According the rankings of the optimal depths obtained above, it would appear that each of the trials generated with max depth paramter greater than or equal to 8 resulted in identical trees, indicating that an optimal depth with no further necessary splits was reached within 8 steps. Those 8 splits appear to generalize very well, as practically no loss is experienced in the test set as well.
Now, let's generate a support vector classification for edibility of mushrooms. This is very simple now that we've already separated our data into training and testing sets.
Support Vector Machines are also supervised learning models which, given an input, classify it into discrete categories. SVMs are particularly useful when performing a binary classification, as we are here (p/e). They work by finding the hyperplane that splits the two classes with the largest margin. We will be using scikit-learn's svm.SVC class.
First, initialize your classification and fit the training data:
# Initialize Support Vector Classification
svc = svm.SVC(kernel='linear')
# Fit the support vector machine model according to the training set
svc.fit(x_train, y_train)
Scikit does all of the work. If you just want to view the results, you can feed the test data straight into svc's predict function and receive an array of p/e classifications.

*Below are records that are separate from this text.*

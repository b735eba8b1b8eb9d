use anyhow::Result;
use bson::doc;
use mongodb::options::IndexOptions;
use mongodb::IndexModel;
use tracing::info;

use crate::StoreClient;

/// Create the required indexes. Idempotent; runs at startup.
pub async fn ensure_indexes(store: &StoreClient) -> Result<()> {
    let db = store.inner();

    let unique = |keys: bson::Document| {
        IndexModel::builder()
            .keys(keys)
            .options(IndexOptions::builder().unique(true).build())
            .build()
    };
    let plain = |keys: bson::Document| IndexModel::builder().keys(keys).build();

    db.collection::<bson::Document>("asset_domains")
        .create_indexes(vec![
            unique(doc! { "domain_name": 1 }),
            plain(doc! { "brand_id": 1 }),
        ])
        .await?;

    db.collection::<bson::Document>("seo_networks")
        .create_index(plain(doc! { "brand_id": 1 }))
        .await?;

    db.collection::<bson::Document>("seo_structure_entries")
        .create_indexes(vec![
            unique(doc! { "network_id": 1, "asset_domain_id": 1, "optimized_path": 1 }),
            plain(doc! { "target_entry_id": 1 }),
        ])
        .await?;

    db.collection::<bson::Document>("seo_change_logs")
        .create_index(plain(doc! { "network_id": 1, "created_at": 1 }))
        .await?;

    db.collection::<bson::Document>("seo_conflicts")
        .create_index(unique(doc! { "fingerprint": 1 }))
        .await?;

    db.collection::<bson::Document>("seo_optimizations")
        .create_index(plain(doc! { "network_id": 1, "status": 1 }))
        .await?;

    db.collection::<bson::Document>("audit_logs")
        .create_index(plain(doc! { "timestamp": 1, "event_type": 1 }))
        .await?;

    db.collection::<bson::Document>("notification_templates")
        .create_index(unique(doc! { "channel": 1, "event_type": 1 }))
        .await?;

    db.collection::<bson::Document>("settings")
        .create_index(unique(doc! { "key": 1 }))
        .await?;

    info!("Storage indexes ensured");
    Ok(())
}
use anyhow::Result;
use bson::{doc, Bson};
use chrono::{DateTime, Utc};
use futures::TryStreamExt;
use mongodb::{Collection, Database};

use seonoc_common::types::{AssetDomain, PingStatus, SoftBlockType};

#[derive(Clone)]
pub struct DomainRepo {
    coll: Collection<AssetDomain>,
}

impl DomainRepo {
    pub fn new(db: &Database) -> Self {
        Self {
            coll: db.collection("asset_domains"),
        }
    }

    pub async fn insert(&self, domain: &AssetDomain) -> Result<()> {
        self.coll.insert_one(domain).await?;
        Ok(())
    }

    pub async fn find_by_id(&self, id: &str) -> Result<Option<AssetDomain>> {
        Ok(self.coll.find_one(doc! { "id": id }).await?)
    }

    pub async fn find_by_name(&self, domain_name: &str) -> Result<Option<AssetDomain>> {
        Ok(self.coll.find_one(doc! { "domain_name": domain_name }).await?)
    }

    pub async fn find_by_ids(&self, ids: &[String]) -> Result<Vec<AssetDomain>> {
        let cursor = self.coll.find(doc! { "id": { "$in": ids } }).await?;
        Ok(cursor.try_collect().await?)
    }

    /// Monitored domains due for a probe: never checked, or past their
    /// interval. The interval lives on the document, so the cheap filter is
    /// `monitoring_enabled` and the due-check happens in the caller.
    pub async fn find_monitored(&self) -> Result<Vec<AssetDomain>> {
        let cursor = self.coll.find(doc! { "monitoring_enabled": true }).await?;
        Ok(cursor.try_collect().await?)
    }

    pub async fn find_with_expiration(&self, exclude_auto_renew: bool) -> Result<Vec<AssetDomain>> {
        let mut filter = doc! { "expiration_date": { "$ne": Bson::Null } };
        if exclude_auto_renew {
            filter.insert("auto_renew", doc! { "$ne": true });
        }
        let cursor = self.coll.find(filter).await?;
        Ok(cursor.try_collect().await?)
    }

    pub async fn find_by_ping_status(&self, status: PingStatus) -> Result<Vec<AssetDomain>> {
        let cursor = self
            .coll
            .find(doc! { "monitoring_enabled": true, "ping_status": bson::to_bson(&status)? })
            .await?;
        Ok(cursor.try_collect().await?)
    }

    /// Atomic single-document probe-state update.
    pub async fn record_probe(
        &self,
        id: &str,
        status: PingStatus,
        http_code: Option<u16>,
        soft_block: Option<SoftBlockType>,
        checked_at: DateTime<Utc>,
    ) -> Result<()> {
        self.coll
            .update_one(
                doc! { "id": id },
                doc! { "$set": {
                    "ping_status": bson::to_bson(&status)?,
                    "last_http_code": http_code.map(|c| Bson::Int32(c as i32)).unwrap_or(Bson::Null),
                    "soft_block_type": bson::to_bson(&soft_block)?,
                    "last_checked_at": bson::to_bson(&checked_at)?,
                    "updated_at": bson::to_bson(&checked_at)?,
                }},
            )
            .await?;
        Ok(())
    }

    pub async fn set_monitoring(&self, id: &str, enabled: bool) -> Result<()> {
        self.coll
            .update_one(
                doc! { "id": id },
                doc! { "$set": {
                    "monitoring_enabled": enabled,
                    "updated_at": bson::to_bson(&Utc::now())?,
                }},
            )
            .await?;
        Ok(())
    }

    /// Callers must check `EntryRepo::domain_in_use` first; a domain
    /// referenced by any structure entry may not be deleted.
    pub async fn delete(&self, id: &str) -> Result<()> {
        self.coll.delete_one(doc! { "id": id }).await?;
        Ok(())
    }

    pub async fn count(&self) -> Result<u64> {
        Ok(self.coll.count_documents(doc! {}).await?)
    }
}
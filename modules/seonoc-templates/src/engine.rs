use std::collections::HashMap;
use std::sync::RwLock;

use anyhow::Result;
use chrono::Utc;
use serde_json::Value;
use tracing::info;
use uuid::Uuid;

use seonoc_common::types::{Channel, EventType, NotificationTemplate};
use seonoc_store::TemplateRepo;

use crate::defaults::default_template;
use crate::vars;

/// Scan a template body for `{{ ... }}` tokens, returning the trimmed inner
/// names in order of appearance.
pub fn extract_variables(body: &str) -> Vec<String> {
    let mut out = Vec::new();
    let bytes = body.as_bytes();
    let mut i = 0;
    while i + 1 < bytes.len() {
        if bytes[i] == b'{' && bytes[i + 1] == b'{' {
            if let Some(end) = body[i + 2..].find("}}") {
                let inner = body[i + 2..i + 2 + end].trim();
                if !inner.is_empty() {
                    out.push(inner.to_string());
                }
                i += 2 + end + 2;
                continue;
            }
        }
        i += 1;
    }
    out
}

/// Render a template against a nested context. Missing paths render as the
/// empty string; lists render comma-joined. Pure: no I/O, no side effects.
pub fn render(body: &str, context: &Value) -> String {
    let mut out = String::with_capacity(body.len());
    let mut rest = body;
    while let Some(start) = rest.find("{{") {
        out.push_str(&rest[..start]);
        let after = &rest[start + 2..];
        match after.find("}}") {
            Some(end) => {
                let name = after[..end].trim();
                out.push_str(&resolve(context, name));
                rest = &after[end + 2..];
            }
            None => {
                // Unterminated token: emit literally.
                out.push_str(&rest[start..]);
                rest = "";
            }
        }
    }
    out.push_str(rest);
    out
}

fn resolve(context: &Value, path: &str) -> String {
    let mut current = context;
    for part in path.split('.') {
        match current.get(part) {
            Some(v) => current = v,
            None => return String::new(),
        }
    }
    stringify(current)
}

fn stringify(value: &Value) -> String {
    match value {
        Value::Null => String::new(),
        Value::String(s) => s.clone(),
        Value::Number(n) => n.to_string(),
        Value::Bool(b) => b.to_string(),
        Value::Array(items) => items
            .iter()
            .map(stringify)
            .collect::<Vec<_>>()
            .join(", "),
        Value::Object(_) => String::new(),
    }
}

/// Returns the variables a template references that are not in the
/// allow-list. Empty means the template is valid.
pub fn validate(body: &str) -> Vec<String> {
    let mut invalid: Vec<String> = extract_variables(body)
        .into_iter()
        .filter(|v| !vars::is_allowed(v))
        .collect();
    invalid.dedup();
    invalid
}

/// Template lookup with an in-process cache and default fallback.
///
/// Readers hit the RwLock read path after first load; any template write
/// goes through `invalidate`, which clears the pair atomically.
pub struct TemplateStore {
    repo: TemplateRepo,
    cache: RwLock<HashMap<(Channel, EventType), NotificationTemplate>>,
}

impl TemplateStore {
    pub fn new(repo: TemplateRepo) -> Self {
        Self {
            repo,
            cache: RwLock::new(HashMap::new()),
        }
    }

    /// DB row if present, else the code-embedded default.
    pub async fn get(
        &self,
        channel: Channel,
        event_type: EventType,
    ) -> Result<Option<NotificationTemplate>> {
        if let Some(hit) = self
            .cache
            .read()
            .unwrap_or_else(|e| e.into_inner())
            .get(&(channel, event_type))
        {
            return Ok(Some(hit.clone()));
        }

        if let Some(template) = self.repo.find(channel, event_type).await? {
            self.cache
                .write()
                .unwrap_or_else(|e| e.into_inner())
                .insert((channel, event_type), template.clone());
            return Ok(Some(template));
        }

        Ok(default_template(channel, event_type).map(|(title, body)| NotificationTemplate {
            id: String::new(),
            channel,
            event_type,
            title: title.to_string(),
            template_body: body.to_string(),
            default_template_body: body.to_string(),
            enabled: true,
            created_at: Utc::now(),
            updated_at: Utc::now(),
            updated_by: None,
        }))
    }

    /// Render the (channel, event) template against `context`.
    /// `None` when the pair has no template or is disabled; callers skip
    /// the send in that case.
    pub async fn render_event(
        &self,
        channel: Channel,
        event_type: EventType,
        context: &Value,
    ) -> Result<Option<String>> {
        match self.get(channel, event_type).await? {
            Some(t) if t.enabled => Ok(Some(render(&t.template_body, context))),
            _ => Ok(None),
        }
    }

    /// Drop a cached pair after an update or reset.
    pub fn invalidate(&self, channel: Channel, event_type: EventType) {
        self.cache
            .write()
            .unwrap_or_else(|e| e.into_inner())
            .remove(&(channel, event_type));
    }

    pub fn repo(&self) -> &TemplateRepo {
        &self.repo
    }

    /// Insert the code-embedded defaults for any (channel, event) pair that
    /// has no DB row yet. Called at startup.
    pub async fn seed_defaults(&self) -> Result<usize> {
        let mut created = 0;
        for (channel, event_type) in crate::defaults::DEFAULT_EVENTS {
            if self.repo.find(*channel, *event_type).await?.is_some() {
                continue;
            }
            let Some((title, body)) = default_template(*channel, *event_type) else {
                continue;
            };
            let now = Utc::now();
            self.repo
                .insert(&NotificationTemplate {
                    id: Uuid::new_v4().to_string(),
                    channel: *channel,
                    event_type: *event_type,
                    title: title.to_string(),
                    template_body: body.to_string(),
                    default_template_body: body.to_string(),
                    enabled: true,
                    created_at: now,
                    updated_at: now,
                    updated_by: None,
                })
                .await?;
            created += 1;
            info!(
                channel = channel.as_str(),
                event = event_type.as_str(),
                "Created default template"
            );
        }
        Ok(created)
    }
}

/// Fixed sample context so operators can preview a template before saving.
pub fn sample_context() -> Value {
    serde_json::json!({
        "user": {
            "display_name": "Alex Operator",
            "email": "alex@example.com",
            "role": "seo_manager",
            "id": "user-1",
        },
        "network": { "name": "Net-1", "id": "net-1", "description": "" },
        "brand": { "name": "Acme", "id": "brand-1" },
        "node": {
            "domain": "support.com",
            "full_path": "/blog",
            "role": "Supporting",
            "tier": 1,
            "status": "Canonical",
            "index": "Index",
            "target": "money.com",
            "id": "entry-2",
        },
        "change": {
            "action": "update_node",
            "action_label": "Updated Node",
            "reason": "sample change rationale",
            "before": "planned",
            "after": "in_progress",
            "details": "• Node: support.com/blog",
        },
        "optimization": {
            "title": "Sample optimization",
            "description": "Sample description",
            "type": "content_optimization",
            "type_label": "Content Optimization",
            "status": "in_progress",
            "status_label": "In Progress",
            "targets": "  • support.com",
            "keywords": "  • sample keyword",
            "reports": "  (none)",
            "expected_impact": "Authority",
        },
        "complaint": {
            "reason": "sample complaint",
            "priority": "medium",
            "priority_label": "🟡 Priority: Medium",
            "category": "quality",
            "category_label": "Quality",
            "reports": "  (none)",
            "status": "open",
        },
        "domain": {
            "name": "support.com",
            "expiry_date": "2026-09-01",
            "days_until_expiry": 30,
            "registrar": "Sample Registrar",
            "status": "active",
            "http_status": 200,
            "response_time": "120 ms",
        },
        "impact": {
            "severity": "HIGH",
            "severity_emoji": "🟠",
            "description": "Tier 1 supporter",
            "affected_count": 2,
        },
        "timestamp": {
            "local": "2026-08-01 17:00:00 GMT+7",
            "iso": "2026-08-01T10:00:00Z",
            "date": "2026-08-01",
            "time": "17:00:00",
        },
        "telegram": {
            "leaders": "@lead",
            "project_managers": "  • @manager",
            "tagged_users": "  • @manager",
        },
        "structure": {
            "current": "LP / Money Site:\n  • money.com [Primary]",
            "upstream_chain": "support.com/blog [Canonical] → money.com [Primary]",
            "downstream_impact": "2 nodes",
            "before_deletion": "LP / Money Site:\n  • money.com [Primary]",
        },
        "reminder": {
            "days_in_progress": 4,
            "optimization_title": "Sample optimization",
            "optimization_status": "In Progress",
        },
    })
}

# Perform classifications on sample
print(svc.predict(x_test))
As you might expect, this class will also calculate the accuracy of the classification given the results of test data:
# Return the mean accuracy on given test data and labels
score = svc.score(x_test, y_test)
print("SVC accuracy: ", score*100)
The support vector machine we have created has an accuracy of 100% for our test data, which isn't much of a surprise after the results of our decision tree and given that we know at least one of the features — odor — is a very good predictor of edibility. Unfortunately, because we have split our features using the one-hot encoding, and because the features themselves were categorical to begin with, there isn't an especially useful way to visualize this split (we certainly can't display the hyperplane in all of its dimensions).
Based on our test results, we can see that our machine learning classifiers can determine a mushroom's edibility quite accurately. We're excited to continue learning about data science and we hope to solve more real-world problems.
Thank you, Professor John Dickerson for teaching us data science and igniting new interests.